» Prompt
Your task is to filter the entries and copy every line containing the string "LinkedMap".

» Records shown
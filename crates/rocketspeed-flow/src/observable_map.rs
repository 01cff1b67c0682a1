// Coalescing key-value source for hot keys.
use rocketspeed_common::LinkedMap;
use std::hash::Hash;
use std::sync::{Arc, Mutex};
use tokio::sync::Notify;

/// Map of keys to values that a worker loop can wait on.
///
/// If two writes to a key happen before the first is read, the writes are
/// merged and the reader sees only the latest value, so at most one value
/// is pending per key. Entries are read in insertion order (not update
/// order) to stay fair when only a few can be drained at once.
///
/// ```
/// use rocketspeed_flow::ObservableMap;
///
/// let map = ObservableMap::new("pending");
/// map.write("k", 1);
/// map.write("k", 2);
/// assert_eq!(map.pop(), Some(("k", 2)));
/// assert_eq!(map.pop(), None);
/// ```
pub struct ObservableMap<K, V> {
    shared: Arc<MapShared<K, V>>,
}

struct MapShared<K, V> {
    name: String,
    entries: Mutex<LinkedMap<K, V>>,
    notify: Notify,
}

impl<K: Eq + Hash + Clone, V> ObservableMap<K, V> {
    pub fn new(name: impl Into<String>) -> Self {
        Self {
            shared: Arc::new(MapShared {
                name: name.into(),
                entries: Mutex::new(LinkedMap::new()),
                notify: Notify::new(),
            }),
        }
    }

    pub fn name(&self) -> &str {
        &self.shared.name
    }

    /// Writes or coalesces; always accepted.
    pub fn write(&self, key: K, value: V) {
        let mut entries = self.shared.entries.lock().expect("map lock");
        entries.insert_back(key, value);
        drop(entries);
        self.shared.notify.notify_one();
    }

    /// Oldest pending entry, if any.
    pub fn pop(&self) -> Option<(K, V)> {
        self.shared.entries.lock().expect("map lock").pop_front()
    }

    /// Drops a pending entry for a key.
    pub fn remove(&self, key: &K) -> Option<V> {
        self.shared.entries.lock().expect("map lock").remove(key)
    }

    pub fn is_empty(&self) -> bool {
        self.shared.entries.lock().expect("map lock").is_empty()
    }

    pub fn len(&self) -> usize {
        self.shared.entries.lock().expect("map lock").len()
    }

    /// Waits until at least one entry is pending.
    pub async fn readable(&self) {
        loop {
            let notified = self.shared.notify.notified();
            if !self.is_empty() {
                return;
            }
            notified.await;
        }
    }
}

impl<K, V> Clone for ObservableMap<K, V> {
    fn clone(&self) -> Self {
        Self {
            shared: self.shared.clone(),
        }
    }
}
// Append-side helper standing in for the publish path.
use anyhow::Result;
use bytes::Bytes;
use rocketspeed_common::{GapType, SeqNo, TopicUUID};
use rocketspeed_router::LogRouter;
use rocketspeed_storage::MemoryLogStorage;
use std::sync::Arc;

/// Publishes records into the log a topic routes to.
pub struct Publisher {
    storage: Arc<MemoryLogStorage>,
    router: Arc<LogRouter>,
}

impl Publisher {
    pub fn new(storage: Arc<MemoryLogStorage>, router: Arc<LogRouter>) -> Self {
        Self { storage, router }
    }

    pub fn publish(&self, topic: &TopicUUID, payload: impl Into<Bytes>) -> Result<SeqNo> {
        let log_id = self.router.route(topic)?;
        Ok(self.storage.append(log_id, topic, payload.into()))
    }

    /// Publishes `count` records, returning the first and last seqno.
    pub fn publish_many(&self, topic: &TopicUUID, count: usize) -> Result<(SeqNo, SeqNo)> {
        let mut first = 0;
        let mut last = 0;
        for i in 0..count {
            let seqno = self.publish(topic, format!("payload-{i}"))?;
            if first == 0 {
                first = seqno;
            }
            last = seqno;
        }
        Ok((first, last))
    }

    /// Injects a storage gap into the topic's log.
    pub fn inject_gap(
        &self,
        topic: &TopicUUID,
        gap_type: GapType,
        len: u64,
    ) -> Result<(SeqNo, SeqNo)> {
        let log_id = self.router.route(topic)?;
        Ok(self.storage.inject_gap(log_id, gap_type, len))
    }
}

» Completed exercise
use rocketspeed_common::LinkedMap;
    entries: Mutex<LinkedMap<K, V>>,
                entries: Mutex::new(LinkedMap::new()),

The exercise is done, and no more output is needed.